The recorder would take years to design, test, and certify. Then it needs to be installed in such a way that it works in the most degraded state the aircraft can be in.

LTEN11 wrote:
Going back to your example of the Atlas crash, sure the FDR/CVR gave up the evidence to determine what happened, but surely a video recording system would've helped determine the cause much sooner. Analysis of the pilot actions would've been a lot easier. You also said that nothing happened to the type involved after the investigation, but surely a quicker determination of pilot error would have cleared the airframe involved much quicker. The same goes for the reverse, if the pilots had done nothing wrong and it was clear that there were sudden uncommand actions by the airframe, it could've determined that there problems with the aircraft that could've warranted further action, such as a grounding. Whilst the Lion Air and Ethiopian crashes are well documented as to why they happened, video evidence of what happened in the cockpit would've helped explain exactly what the crew encountered and what actions they took and these would've been available much quicker than doing it all through the data analysis required for the FDR. A video recording would speed up investigations immensely, especially for pilot error accidents.


No, cameras would not provide that level of fidelity that you are thinking, the data would be inferior to FDR data. At one stage we used to use video of simulator sessions as a debriefing tool, in reality what a camera would capture is nothing like what a human check captain would capture. People think CCTV is like Hollywood portrays in that you can zoom in to an areas and enhance the picture, that simply is not true.

FDR data is very good, we knew with the Altas event, and the two Max crashes what happened as soon as the FDR data was released. The reason behind the Max crashes was not on the aircraft, it was only determined through the senate investigation with the links between Boeing and the FAA and the certification process.

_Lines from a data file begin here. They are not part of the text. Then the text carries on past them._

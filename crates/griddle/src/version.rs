use griddle_core::{driver::VersionStore, schema::db::Schema};

use serde::{Deserialize, Serialize};

/// Key prefix under which version records are persisted, one per database
/// name.
const KEY_PREFIX: &str = "griddle.schema/";

/// The persisted schema version for one database.
///
/// Read once at open time. Rewritten only when the freshly computed schema
/// signature differs from the stored one, in which case the version advances
/// by exactly one step. Repeatedly opening an unchanged schema keeps both
/// fields untouched.
#[derive(Debug, Clone, PartialEq, Eq, Serialize, Deserialize)]
pub struct VersionRecord {
    pub version: u32,
    pub signature: String,
}

impl VersionRecord {
    /// The record assumed when nothing (readable) is persisted yet.
    fn initial() -> Self {
        Self {
            version: 1,
            signature: String::new(),
        }
    }
}

/// Decides the schema version to open the store at.
///
/// Without a persistent version store (headless context) this is a no-op
/// reporting version 1. Corrupt stored records are treated as absent.
pub(crate) fn resolve(store: Option<&dyn VersionStore>, db_name: &str, schema: &Schema) -> u32 {
    let Some(store) = store else {
        return 1;
    };

    let key = format!("{KEY_PREFIX}{db_name}");

    let stored = match store.get(&key) {
        Some(raw) => serde_json::from_str::<VersionRecord>(&raw).unwrap_or_else(|err| {
            log::warn!("discarding unreadable version record for `{db_name}`: {err}");
            VersionRecord::initial()
        }),
        None => VersionRecord::initial(),
    };

    let signature = schema.signature();

    if stored.signature == signature {
        return stored.version;
    }

    let next = VersionRecord {
        version: stored.version + 1,
        signature,
    };

    let raw = serde_json::to_string(&next).expect("version record serialization cannot fail");
    store.set(&key, &raw);

    log::debug!(
        "schema shape changed for `{db_name}`: version {} -> {}",
        stored.version,
        next.version
    );

    next.version
}
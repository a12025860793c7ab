use indexmap::IndexMap;
use std::{any, fmt};

/// Opaque identity handle for an entity type.
///
/// Carries the Rust type's identity plus its name, which acts as the
/// implicit default table name until an explicit one is registered.
#[derive(Copy, Clone, Eq)]
pub struct EntityId {
    type_id: any::TypeId,
    type_name: &'static str,
}

impl EntityId {
    pub fn of<T: 'static>() -> Self {
        Self {
            type_id: any::TypeId::of::<T>(),
            type_name: any::type_name::<T>(),
        }
    }

    /// The type's own name with any module path stripped: the implicit
    /// default table name.
    pub fn default_name(&self) -> &'static str {
        self.type_name
            .rsplit("::")
            .next()
            .unwrap_or(self.type_name)
    }
}

impl PartialEq for EntityId {
    fn eq(&self, other: &Self) -> bool {
        self.type_id == other.type_id
    }
}

impl std::hash::Hash for EntityId {
    fn hash<H: std::hash::Hasher>(&self, state: &mut H) {
        self.type_id.hash(state);
    }
}

impl fmt::Debug for EntityId {
    fn fmt(&self, f: &mut fmt::Formatter<'_>) -> fmt::Result {
        write!(f, "EntityId({})", self.default_name())
    }
}

/// Options supplied with a column registration. `None` fields leave any
/// previously registered setting in place, so a column may be declared
/// incrementally across multiple registration calls.
#[derive(Debug, Default, Clone, Copy)]
pub struct ColumnOptions {
    pub primary: Option<bool>,
    pub auto_increment: Option<bool>,
}

impl ColumnOptions {
    pub fn new() -> Self {
        Self::default()
    }

    pub fn primary(mut self, primary: bool) -> Self {
        self.primary = Some(primary);
        self
    }

    pub fn auto_increment(mut self, auto_increment: bool) -> Self {
        self.auto_increment = Some(auto_increment);
        self
    }
}

/// A registered column. Invariant: `auto_increment` implies `primary`.
#[derive(Debug, Clone, PartialEq, Eq)]
pub struct ColumnDescriptor {
    pub name: String,
    pub primary: bool,
    pub auto_increment: bool,
}

/// A registered entity: table name, own columns, optional parent link.
///
/// Built incrementally. Column registrations may arrive before the entity
/// registration that names the table; until then the descriptor carries the
/// implicit default name and `named_explicitly` stays false.
#[derive(Debug, Clone)]
pub struct EntityDescriptor {
    pub id: EntityId,
    pub table_name: String,
    pub named_explicitly: bool,
    pub columns: IndexMap<String, ColumnDescriptor>,
    pub parent: Option<EntityId>,
}

impl EntityDescriptor {
    pub(crate) fn new(id: EntityId, table_name: String, named_explicitly: bool) -> Self {
        Self {
            id,
            table_name,
            named_explicitly,
            columns: IndexMap::new(),
            parent: None,
        }
    }
}

/// The inheritance-merged view of an entity: the ancestor chain walked
/// root-to-leaf with each descendant's columns overlaid (leaf wins on name
/// collisions). Derived on demand, never stored.
#[derive(Debug, Clone)]
pub struct ResolvedEntity {
    pub table_name: String,
    pub columns: Vec<ColumnDescriptor>,
}

impl ResolvedEntity {
    /// The merged primary column, if the chain declares one.
    pub fn primary(&self) -> Option<&ColumnDescriptor> {
        self.columns.iter().find(|column| column.primary)
    }

    /// Names of the primary key components, in declared order.
    pub fn key_components(&self) -> Vec<&str> {
        self.columns
            .iter()
            .filter(|column| column.primary)
            .map(|column| column.name.as_str())
            .collect()
    }

    pub fn column(&self, name: &str) -> Option<&ColumnDescriptor> {
        self.columns.iter().find(|column| column.name == name)
    }
}
use sha2::{Digest, Sha256};
use std::collections::BTreeMap;

/// The derived storage schema: one declaration per table, sorted by table
/// name so repeated builds of the same registrations are byte-identical.
#[derive(Debug, Clone, Default, PartialEq, Eq)]
pub struct Schema {
    pub tables: Vec<Table>,
}

/// A single table's storage declaration.
///
/// The definition string lists the primary column first (prefixed with the
/// `++` auto-increment marker when applicable), then the remaining columns
/// sorted lexicographically, comma-space-joined. The primary key is also
/// carried structurally for drivers, since a definition without the marker
/// does not say on its own whether its first column is primary.
#[derive(Debug, Clone, PartialEq, Eq)]
pub struct Table {
    pub name: String,
    pub definition: String,
    pub primary: Option<PrimaryKey>,
}

#[derive(Debug, Clone, PartialEq, Eq)]
pub struct PrimaryKey {
    pub column: String,
    pub auto_increment: bool,
}

impl Schema {
    pub fn table(&self, name: &str) -> Option<&Table> {
        self.tables.iter().find(|table| table.name == name)
    }

    pub fn is_empty(&self) -> bool {
        self.tables.is_empty()
    }

    /// A stable digest of the schema's shape.
    ///
    /// Entries are keyed by table name in a sorted map and serialized
    /// canonically before hashing, so any two schemas with identical
    /// name-to-definition mappings produce the same signature regardless of
    /// the order tables were registered or built in.
    pub fn signature(&self) -> String {
        let entries: BTreeMap<&str, &str> = self
            .tables
            .iter()
            .map(|table| (table.name.as_str(), table.definition.as_str()))
            .collect();

        let canonical =
            serde_json::to_string(&entries).expect("schema serialization cannot fail");

        let digest = Sha256::digest(canonical.as_bytes());
        digest.iter().map(|byte| format!("{byte:02x}")).collect()
    }
}
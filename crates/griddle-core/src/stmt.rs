mod filter;
pub use filter::{FieldFilter, FieldOp, Filter};

mod key;
pub use key::Key;

mod order_by;
pub use order_by::{Direction, OrderBy};

mod record;
pub use record::Record;

mod record_stream;
pub use record_stream::RecordStream;

mod value;
pub use value::Value;
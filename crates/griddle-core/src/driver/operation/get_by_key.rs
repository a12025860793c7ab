use super::Operation;
use crate::stmt;

#[derive(Debug)]
pub struct GetByKey {
    /// Which table to get from
    pub table: String,

    /// The key to fetch
    pub key: stmt::Key,
}

impl From<GetByKey> for Operation {
    fn from(value: GetByKey) -> Self {
        Self::GetByKey(value)
    }
}
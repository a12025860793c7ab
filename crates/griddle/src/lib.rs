mod collection;
pub use collection::{Collection, Query};

pub mod db;
pub use db::Db;

pub mod driver;

mod engine;

mod version;
pub use version::VersionRecord;

pub use griddle_core::{record, schema, stmt, Error, Result};
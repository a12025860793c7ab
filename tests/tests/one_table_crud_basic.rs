use griddle::{record, schema::ColumnOptions, stmt::Filter, stmt::Value, Db};
use griddle_driver_memory::Memory;
use tests::init_logging;

struct User;

async fn setup() -> Db {
    init_logging();

    let mut builder = Db::builder();
    builder.name("crud_basic").driver(Memory::new());
    builder
        .entity::<User>(Some("users"))
        .unwrap()
        .column::<User>(
            "id",
            ColumnOptions::new().primary(true).auto_increment(true),
        )
        .unwrap()
        .column::<User>("name", ColumnOptions::new())
        .unwrap()
        .column::<User>("age", ColumnOptions::new())
        .unwrap();

    let db = builder.build().unwrap();
    db.initialize().await.unwrap();
    db
}

#[tokio::test]
async fn create_then_find_unique_by_assigned_key() {
    let db = setup().await;
    let users = db.collection::<User>().unwrap();

    let created = users
        .create(record! { "name" => "Ann", "age" => 20 })
        .await
        .unwrap();
    assert_eq!(created.get("id"), Some(&Value::I64(1)));

    let found = users
        .find_unique(&Filter::new().field("id", 1))
        .await
        .unwrap()
        .expect("created record should be found");

    assert_eq!(found.get("name"), Some(&Value::from("Ann")));
    assert_eq!(found.get("age"), Some(&Value::I64(20)));
}

#[tokio::test]
async fn find_unique_miss_is_none_not_an_error() {
    let db = setup().await;
    let users = db.collection::<User>().unwrap();

    let found = users
        .find_unique(&Filter::new().field("id", 99))
        .await
        .unwrap();
    assert!(found.is_none());
}

#[tokio::test]
async fn update_merges_partial_data() {
    let db = setup().await;
    let users = db.collection::<User>().unwrap();

    users
        .create(record! { "name" => "Ann", "age" => 20 })
        .await
        .unwrap();

    let updated = users
        .update(&Filter::new().field("id", 1), record! { "age" => 21 })
        .await
        .unwrap();

    assert_eq!(updated.get("age"), Some(&Value::I64(21)));
    assert_eq!(updated.get("name"), Some(&Value::from("Ann")));
}

#[tokio::test]
async fn update_of_missing_record_fails_with_not_found() {
    let db = setup().await;
    let users = db.collection::<User>().unwrap();

    let err = users
        .update(&Filter::new().field("id", 42), record! { "age" => 1 })
        .await
        .unwrap_err();
    assert!(err.is_record_not_found());

    // Same through the scan fallback path.
    let err = users
        .update(
            &Filter::new().field("name", "Nobody"),
            record! { "age" => 1 },
        )
        .await
        .unwrap_err();
    assert!(err.is_record_not_found());
}

#[tokio::test]
async fn delete_returns_the_pre_image() {
    let db = setup().await;
    let users = db.collection::<User>().unwrap();

    users
        .create(record! { "name" => "Ann", "age" => 20 })
        .await
        .unwrap();

    let deleted = users
        .delete(&Filter::new().field("id", 1))
        .await
        .unwrap();
    assert_eq!(deleted.get("name"), Some(&Value::from("Ann")));

    let err = users
        .delete(&Filter::new().field("id", 1))
        .await
        .unwrap_err();
    assert!(err.is_record_not_found());
}

#[tokio::test]
async fn upsert_updates_hits_and_creates_misses() {
    let db = setup().await;
    let users = db.collection::<User>().unwrap();

    let filter = Filter::new().field("id", 1);

    let created = users
        .upsert(
            &filter,
            record! { "name" => "Ann", "age" => 20 },
            record! { "age" => 99 },
        )
        .await
        .unwrap();
    assert_eq!(created.get("age"), Some(&Value::I64(20)));

    let updated = users
        .upsert(
            &filter,
            record! { "name" => "Ann", "age" => 20 },
            record! { "age" => 99 },
        )
        .await
        .unwrap();
    assert_eq!(updated.get("age"), Some(&Value::I64(99)));
    assert_eq!(users.count(None).await.unwrap(), 1);
}

#[tokio::test]
async fn count_with_and_without_condition() {
    let db = setup().await;
    let users = db.collection::<User>().unwrap();

    for (name, age) in [("Ann", 20), ("Bea", 17), ("Cal", 30)] {
        users
            .create(record! { "name" => name, "age" => age })
            .await
            .unwrap();
    }

    assert_eq!(users.count(None).await.unwrap(), 3);

    let adults = Filter::new().field("age", griddle::stmt::FieldOp::gte(18));
    assert_eq!(users.count(Some(&adults)).await.unwrap(), 2);
}
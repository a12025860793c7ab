use super::Value;

use indexmap::IndexMap;

/// A stored row: named fields in insertion order.
#[derive(Debug, Default, Clone, PartialEq)]
pub struct Record {
    fields: IndexMap<String, Value>,
}

impl Record {
    pub fn new() -> Self {
        Self::default()
    }

    pub fn get(&self, name: &str) -> Option<&Value> {
        self.fields.get(name)
    }

    /// The field's value, with absent fields reading as `Null`.
    pub fn get_or_null(&self, name: &str) -> &Value {
        self.get(name).unwrap_or(&Value::Null)
    }

    pub fn contains_field(&self, name: &str) -> bool {
        self.fields.contains_key(name)
    }

    pub fn insert(&mut self, name: impl Into<String>, value: impl Into<Value>) -> Option<Value> {
        self.fields.insert(name.into(), value.into())
    }

    pub fn remove(&mut self, name: &str) -> Option<Value> {
        self.fields.shift_remove(name)
    }

    /// Overlays `patch` onto this record: every field present in the patch
    /// replaces (or adds to) the corresponding field here. Fields absent from
    /// the patch are left untouched.
    pub fn apply(&mut self, patch: &Self) {
        for (name, value) in patch.iter() {
            self.fields.insert(name.to_string(), value.clone());
        }
    }

    pub fn len(&self) -> usize {
        self.fields.len()
    }

    pub fn is_empty(&self) -> bool {
        self.fields.is_empty()
    }

    pub fn iter(&self) -> impl Iterator<Item = (&str, &Value)> {
        self.fields.iter().map(|(k, v)| (k.as_str(), v))
    }

    pub fn field_names(&self) -> impl Iterator<Item = &str> {
        self.fields.keys().map(String::as_str)
    }
}

impl<K: Into<String>, V: Into<Value>> FromIterator<(K, V)> for Record {
    fn from_iter<I: IntoIterator<Item = (K, V)>>(iter: I) -> Self {
        Self {
            fields: iter
                .into_iter()
                .map(|(k, v)| (k.into(), v.into()))
                .collect(),
        }
    }
}
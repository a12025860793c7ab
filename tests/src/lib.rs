//! Shared support for the integration tests: a driver wrapper that records
//! the operations issued against the store, so tests can assert on the
//! point-lookup fast path versus full scans.

use griddle_core::{
    async_trait,
    driver::{Driver, Operation, Response},
    schema::db::Schema,
    Result,
};

use std::sync::{Arc, Mutex};

/// Shared, cloneable record of the operations a [`LoggingDriver`] saw.
#[derive(Debug, Clone, Default)]
pub struct OpLog {
    entries: Arc<Mutex<Vec<String>>>,
}

impl OpLog {
    pub fn entries(&self) -> Vec<String> {
        self.entries.lock().unwrap().clone()
    }

    /// Drains and returns everything recorded so far.
    pub fn take(&self) -> Vec<String> {
        std::mem::take(&mut *self.entries.lock().unwrap())
    }

    pub fn clear(&self) {
        self.entries.lock().unwrap().clear();
    }

    pub fn contains(&self, label: &str) -> bool {
        self.entries
            .lock()
            .unwrap()
            .iter()
            .any(|entry| entry == label)
    }

    fn push(&self, label: &str) {
        self.entries.lock().unwrap().push(label.to_string());
    }
}

/// Wraps a driver and records a label per operation before forwarding.
#[derive(Debug)]
pub struct LoggingDriver<D> {
    inner: D,
    log: OpLog,
}

impl<D: Driver> LoggingDriver<D> {
    pub fn new(inner: D) -> Self {
        Self {
            inner,
            log: OpLog::default(),
        }
    }

    /// A handle to the log, valid after the driver moves into the database.
    pub fn log(&self) -> OpLog {
        self.log.clone()
    }
}

#[async_trait]
impl<D: Driver> Driver for LoggingDriver<D> {
    async fn open(&self, db_name: &str, version: u32, schema: &Schema) -> Result<()> {
        self.log.push("Open");
        self.inner.open(db_name, version, schema).await
    }

    async fn exec(&self, op: Operation) -> Result<Response> {
        self.log.push(label(&op));
        self.inner.exec(op).await
    }
}

fn label(op: &Operation) -> &'static str {
    match op {
        Operation::Count(_) => "Count",
        Operation::DeleteByKey(_) => "DeleteByKey",
        Operation::GetByKey(_) => "GetByKey",
        Operation::Insert(_) => "Insert",
        Operation::Scan(_) => "Scan",
        Operation::UpdateByKey(_) => "UpdateByKey",
    }
}

/// Test-wide logger init; safe to call from every test.
pub fn init_logging() {
    let _ = env_logger::builder().is_test(true).try_init();
}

The FDR data had already told us it was not pilot related. Mind you I would think some of the pilot haters on this thread were also on those threads blaming the 3rd world pilots almost immediately.

LTEN11 wrote:
As for crew protections from prosecution in foreign countries, why ?


It comes down to the procedural fairness, and what representation and access to information people have to defend themselves.

LTEN11 wrote:
Do you expect special treatment if you're driving a car in another country and cause an accident ?


Not at all, that is why I choose which countries I will drive myself in. If I caused a fatal accident say in China I could face a death penalty, in the US jail. Pilots dont get to choose which countries they fly into, and how that data will be used.

LTEN11 wrote:
than an airline pilot trying to land below mins in fog and crashing ?


But sometimes a pilot will have to land below minima in fog, they don't have unlimited fuel, and cannot just pull over and stop.

acecrackshot wrote:
If you don't think that FAA policy is made with a variety of stake holder input, then you're not exactly an authoritative voice in this matter.


Well said.

acecrackshot wrote:

Finally, for the cost involved, what percentage of accidents within the US currently unsolved, with the massive data currently being collected, would now be solved.



That is the key point, there is no airliner accident in recent history that is unsolved.

Cubsrule wrote:
Does FAA have the authority to promulgate a regulation that says that no video shall be used in an action against a pilot's certificate and that no certificate holder shall use video to take action against an employee?


The FAA and the NTSB only have jurisdiction within the US, even with FAA regulation in place, if an event happens outside of the US it is the local authorities that investigate and control what, if any data is released. Because of the very nature of international trade, aircraft accidents have the potential to become political footballs, only need to look at the shooting down of 777 and 737 to see that in action.

Think of the worst possible case for misuse of the data, rather than the best case use of the data.

FGITD wrote:
I think using DL1141 as an example is terrible. That was leaked and those pilots deserved every bit of shame they got. Pilots deserve the loss of trust if they crash a plane because they forgot to run some checklists, while being too busy making jokes about what they’ll say on the CVR if they crash.

The calls to ban releasing CVRs after that had nothing to do with safety and everything to do with the fact that 2 pilots got held accountable, and their incompetence was too embarrassing to bear.


However is actually read the NTSB report you will see the FAA was aware that this was happening within the airline before the crash, so was the airline, the NTSB leveled recommendation against them. Releasing the CVR resulted in the pilots loosing their jobs, and nothing happening to the FAA or the airline despite the NTSB recommendation. All it does is instead of actually addressing the policy level issues that caused the accident, was to find a coinvent scapegoat.

Chemist wrote:
Let's see...take charge of our $50million piece of equipment and take the responsibility of 200 lives in your hands. How dare you think that we ought to be able to have a recording of what you're doing while we pay your six figure salary!!! Blasphemy!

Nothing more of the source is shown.